Publication: Monitor Volume: 5 Issue: 18
This week’s release of Vitaly Kozmenko, a 72-year-old Muscovite who was held hostage in Chechnya for sixteen months, was made possible by the mediation of Nadyr Khachilaev, head of the Union of Muslims of Russia. Khachilaev’s role in freeing Kozmenko is surprising, given that Khachilaev, who is also a member of the State Duma, has been accused by Russia’s prosecutor general of organizing an attempted coup last May in Dagestan. Khachilaev subsequently fled to Chechnya to evade Russian law enforcement authorities.
Nadyr Khachilaev is one of the leading mafia bosses in the North Caucasus. His influence there is such that he was able to become the chairman of the Union of Muslims of Russia, the largest Muslim political organization in Russia, and to get elected to the State Duma as a deputy representing Dagestan. Khachilaev has already demonstrated to Moscow his political influence in the region several times. In 1996, he acted as an intermediary in the negotiations between then Security Council Secretary Aleksandr Lebed and Aslan Maskhadov, now Chechnya’s president, who in 1996 was the Chechen army’s chief of staff. Those negotiations resulted in the Khasavyurt agreements, which ended Russia’s military actions in Chechnya. Later, Khachilaev participated in freeing several hostages who were being held in Chechnya.
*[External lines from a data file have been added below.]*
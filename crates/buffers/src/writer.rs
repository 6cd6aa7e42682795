//! Auto-growing byte writer.

const DEFAULT_ALLOC_SIZE: usize = 1024;

/// A byte writer backed by a growable buffer.
///
/// `uint8` is pre-sized so hot paths can write through an index after a
/// single [`Writer::ensure_capacity`] call; `x` is the write cursor.
///
/// # Example
///
/// ```
/// use json_transcoder_buffers::Writer;
///
/// let mut writer = Writer::new();
/// writer.buf("日本".as_bytes());
/// writer.u8(b'!');
/// assert_eq!(writer.flush(), "日本!".as_bytes());
/// ```
#[derive(Debug, Clone)]
pub struct Writer {
    /// Backing storage. Only `uint8[..x]` is initialised output.
    pub uint8: Vec<u8>,
    /// Current write position.
    pub x: usize,
}

impl Default for Writer {
    fn default() -> Self {
        Self::new()
    }
}

impl Writer {
    /// Creates a new writer with the default allocation size.
    pub fn new() -> Self {
        Self::with_alloc_size(DEFAULT_ALLOC_SIZE)
    }

    /// Creates a new writer with a custom initial allocation size.
    pub fn with_alloc_size(alloc_size: usize) -> Self {
        Self {
            uint8: vec![0; alloc_size],
            x: 0,
        }
    }

    /// Rewinds the cursor; the allocation is kept for reuse.
    pub fn reset(&mut self) {
        self.x = 0;
    }

    /// Number of bytes written since the last reset.
    pub fn len(&self) -> usize {
        self.x
    }

    pub fn is_empty(&self) -> bool {
        self.x == 0
    }

    /// Makes sure at least `capacity` more bytes can be written by index.
    #[inline]
    pub fn ensure_capacity(&mut self, capacity: usize) {
        let required = self.x + capacity;
        if required > self.uint8.len() {
            let grown = (self.uint8.len() * 2).max(required);
            self.uint8.resize(grown, 0);
        }
    }

    /// Returns the written bytes and resets the cursor.
    pub fn flush(&mut self) -> Vec<u8> {
        let out = self.uint8[..self.x].to_vec();
        self.x = 0;
        out
    }

    /// Returns the written bytes without resetting.
    pub fn as_slice(&self) -> &[u8] {
        &self.uint8[..self.x]
    }

    /// Writes one byte.
    #[inline]
    pub fn u8(&mut self, byte: u8) {
        self.ensure_capacity(1);
        self.uint8[self.x] = byte;
        self.x += 1;
    }

    /// Writes a byte slice.
    #[inline]
    pub fn buf(&mut self, buf: &[u8]) {
        let length = buf.len();
        self.ensure_capacity(length);
        let x = self.x;
        self.uint8[x..x + length].copy_from_slice(buf);
        self.x = x + length;
    }

    /// Writes an ASCII string.
    pub fn ascii(&mut self, s: &str) {
        self.buf(s.as_bytes());
    }
}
Relations between Khachilaev and Moscow went sour only in May, when, in response to an attempt by Dagestani police to stop a car filled with his bodyguards, Khachilaev ordered his fighters to seize the government offices in Makhachkala, Dagestan’s capital. Moscow decided to begin criminal proceedings against him only in September, and Khachilaev, while losing his parliamentary immunity from prosecution, was able to flee to Chechnya. Khachilaev’s participation in this week’s release of hostage Vitaly Kozmenko should be seen as Khachilaev’s attempt to re-enter to Russian politics. It is politicians such as Khachilaev–that is, people who are closely connected to the criminal world–who have real influence today in the North Caucasus. The Kremlin will probably have to deal with that fact.